Stored data entries
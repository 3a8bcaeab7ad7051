use serde::{Deserialize, Serialize};
use std::fmt;
use std::fs;
use std::path::{Path, PathBuf};
use std::str::FromStr;

use crate::auth::secret_store;
use crate::error::{EzmailError, Result};

/// Host and port of an SMTP or IMAP server.
#[derive(Debug, Clone, PartialEq, Eq, Serialize, Deserialize)]
pub struct ServerConfig {
    pub server: String,
    pub port: u16,
}

impl ServerConfig {
    pub fn new(server: impl Into<String>, port: u16) -> Self {
        Self {
            server: server.into(),
            port,
        }
    }

    fn validate(&self) -> Result<()> {
        if self.server.trim().is_empty() || self.port == 0 {
            return Err(EzmailError::Config(
                "the keys 'server' and 'port' must be provided".into(),
            ));
        }
        Ok(())
    }
}

#[derive(Clone, PartialEq, Eq, Serialize, Deserialize)]
pub struct SenderCredentials {
    pub email: String,
    pub password: String,
}

impl SenderCredentials {
    pub fn new(email: impl Into<String>, password: impl Into<String>) -> Self {
        Self {
            email: email.into(),
            password: password.into(),
        }
    }
}

// keep passwords out of debug logs
impl fmt::Debug for SenderCredentials {
    fn fmt(&self, f: &mut fmt::Formatter<'_>) -> fmt::Result {
        f.debug_struct("SenderCredentials")
            .field("email", &self.email)
            .field("password", &"***")
            .finish()
    }
}

/// Everything the delivery side needs, validated at construction.
#[derive(Debug, Clone, PartialEq, Eq)]
pub struct SendConfig {
    pub smtp: ServerConfig,
    pub sender: SenderCredentials,
    pub max_emails_per_hour: Option<u32>,
}

impl SendConfig {
    pub fn new(smtp: ServerConfig, sender: SenderCredentials) -> Result<Self> {
        smtp.validate()?;
        if sender.email.trim().is_empty() || sender.password.is_empty() {
            return Err(EzmailError::Config(
                "the keys 'email' and 'password' must be provided".into(),
            ));
        }
        sender
            .email
            .parse::<lettre::Address>()
            .map_err(|e| EzmailError::Config(format!("invalid sender '{}': {e}", sender.email)))?;

        Ok(Self {
            smtp,
            sender,
            max_emails_per_hour: None,
        })
    }

    /// Pause delivery for an hour after this many successful sends.
    /// Zero disables the limit.
    pub fn with_max_emails_per_hour(mut self, max: u32) -> Self {
        self.max_emails_per_hour = (max > 0).then_some(max);
        self
    }

    /// Port 587 negotiates STARTTLS after connecting; anything else is implicit TLS.
    pub fn uses_starttls(&self) -> bool {
        self.smtp.port == 587
    }
}

#[derive(Debug, Clone, Copy, PartialEq, Eq, Serialize, Deserialize)]
pub enum AuthType {
    #[serde(rename = "password")]
    Password,
    #[serde(rename = "oauth2")]
    OAuth2,
}

impl FromStr for AuthType {
    type Err = EzmailError;

    fn from_str(s: &str) -> Result<Self> {
        match s {
            "password" => Ok(AuthType::Password),
            "oauth2" => Ok(AuthType::OAuth2),
            other => Err(EzmailError::Config(format!(
                "invalid authentication type '{other}'; use 'password' or 'oauth2'"
            ))),
        }
    }
}

impl fmt::Display for AuthType {
    fn fmt(&self, f: &mut fmt::Formatter<'_>) -> fmt::Result {
        match self {
            AuthType::Password => f.write_str("password"),
            AuthType::OAuth2 => f.write_str("oauth2"),
        }
    }
}

/// Mailbox login: a password or an OAuth2 access token, depending on `auth_type`.
#[derive(Clone, PartialEq, Eq)]
pub struct AccountCredentials {
    pub email: String,
    pub auth_value: String,
    pub auth_type: AuthType,
}

impl AccountCredentials {
    pub fn new(email: impl Into<String>, auth_value: impl Into<String>, auth_type: AuthType) -> Self {
        Self {
            email: email.into(),
            auth_value: auth_value.into(),
            auth_type,
        }
    }
}

impl fmt::Debug for AccountCredentials {
    fn fmt(&self, f: &mut fmt::Formatter<'_>) -> fmt::Result {
        f.debug_struct("AccountCredentials")
            .field("email", &self.email)
            .field("auth_value", &"***")
            .field("auth_type", &self.auth_type)
            .finish()
    }
}

#[derive(Debug, Clone, PartialEq, Eq)]
pub struct ReadConfig {
    pub imap: ServerConfig,
    pub account: AccountCredentials,
}

impl ReadConfig {
    pub fn new(imap: ServerConfig, account: AccountCredentials) -> Result<Self> {
        imap.validate()?;
        if account.email.trim().is_empty() || account.auth_value.is_empty() {
            return Err(EzmailError::Config(
                "the keys 'email', 'auth_value' and 'auth_type' must be provided".into(),
            ));
        }
        Ok(Self { imap, account })
    }
}

/// On-disk configuration, `~/.config/ezmail/config.toml` by default.
///
/// Secrets may be left out of the file; they are then looked up in the OS
/// keyring under the account's email address.
#[derive(Debug, Serialize, Deserialize, Clone, Default)]
pub struct Config {
    pub max_emails_per_hour: Option<u32>,
    pub smtp: Option<ServerConfig>,
    pub sender: Option<SenderSection>,
    pub imap: Option<ServerConfig>,
    pub account: Option<AccountSection>,
}

#[derive(Debug, Serialize, Deserialize, Clone)]
pub struct SenderSection {
    pub email: String,
    pub password: Option<String>,
}

#[derive(Debug, Serialize, Deserialize, Clone)]
pub struct AccountSection {
    pub email: String,
    pub auth_type: AuthType,
    pub auth_value: Option<String>,
}

impl Config {
    pub fn send_config(&self) -> Result<SendConfig> {
        let smtp = self
            .smtp
            .clone()
            .ok_or_else(|| EzmailError::Config("[smtp] section missing".into()))?;
        let sender = self
            .sender
            .as_ref()
            .ok_or_else(|| EzmailError::Config("[sender] section missing".into()))?;
        let password = resolve_secret(&sender.email, sender.password.as_deref())?;

        let cfg = SendConfig::new(smtp, SenderCredentials::new(&sender.email, password))?;
        Ok(match self.max_emails_per_hour {
            Some(max) => cfg.with_max_emails_per_hour(max),
            None => cfg,
        })
    }

    pub fn read_config(&self) -> Result<ReadConfig> {
        let imap = self
            .imap
            .clone()
            .ok_or_else(|| EzmailError::Config("[imap] section missing".into()))?;
        let account = self
            .account
            .as_ref()
            .ok_or_else(|| EzmailError::Config("[account] section missing".into()))?;
        let auth_value = resolve_secret(&account.email, account.auth_value.as_deref())?;

        ReadConfig::new(
            imap,
            AccountCredentials::new(&account.email, auth_value, account.auth_type),
        )
    }
}

fn resolve_secret(email: &str, inline: Option<&str>) -> Result<String> {
    if let Some(v) = inline.filter(|v| !v.is_empty()) {
        return Ok(v.to_string());
    }
    secret_store::load_secret(email)?.ok_or_else(|| {
        EzmailError::Config(format!(
            "no secret for {email} in config file or keyring (see `ezmail set-secret`)"
        ))
    })
}

fn config_dir() -> Result<PathBuf> {
    Ok(dirs::config_dir()
        .ok_or_else(|| EzmailError::Config("no config dir available".into()))?
        .join("ezmail"))
}

pub fn default_config_path() -> Result<PathBuf> {
    let mut p = config_dir()?;
    fs::create_dir_all(&p)?;
    p.push("config.toml");
    Ok(p)
}

/// Loads the config file, writing a template for the user to edit when it is missing.
pub fn load_config(path: Option<&Path>) -> Result<Config> {
    let path = match path {
        Some(p) => p.to_path_buf(),
        None => default_config_path()?,
    };
    if !path.exists() {
        let sample = Config {
            max_emails_per_hour: None,
            smtp: Some(ServerConfig::new("smtp.example.com", 587)),
            sender: Some(SenderSection {
                email: "you@example.com".to_string(),
                password: None,
            }),
            imap: Some(ServerConfig::new("imap.example.com", 993)),
            account: Some(AccountSection {
                email: "you@example.com".to_string(),
                auth_type: AuthType::Password,
                auth_value: None,
            }),
        };
        let tom = toml::to_string_pretty(&sample)
            .map_err(|e| EzmailError::Config(e.to_string()))?;
        fs::write(&path, tom)?;
        return Err(EzmailError::Config(format!(
            "created template config at {}, edit it and run again",
            path.display()
        )));
    }
    let s = fs::read_to_string(&path)?;
    toml::from_str(&s).map_err(|e| EzmailError::Config(format!("{}: {e}", path.display())))
}
use std::fs;
use std::path::Path;
use tera::{Context, Tera};

use crate::error::{EzmailError, Result};

/// Renders an `.html` template file with the given variables.
pub fn render_template(file: &Path, context: &Context) -> Result<String> {
    if !file.is_file() {
        return Err(EzmailError::NotFound(file.to_path_buf()));
    }
    if file.extension().and_then(|e| e.to_str()) != Some("html") {
        return Err(EzmailError::InvalidInput(format!(
            "template {} must have a .html extension",
            file.display()
        )));
    }

    let source = fs::read_to_string(file)?;
    Tera::one_off(&source, context, false).map_err(|e| EzmailError::Template(e.to_string()))
}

◆ Activity
Pull each line containing the word "extension" out of the data above.

◆ Output of the task
    if file.extension().and_then(|e| e.to_str()) != Some("html") {
            "template {} must have a .html extension",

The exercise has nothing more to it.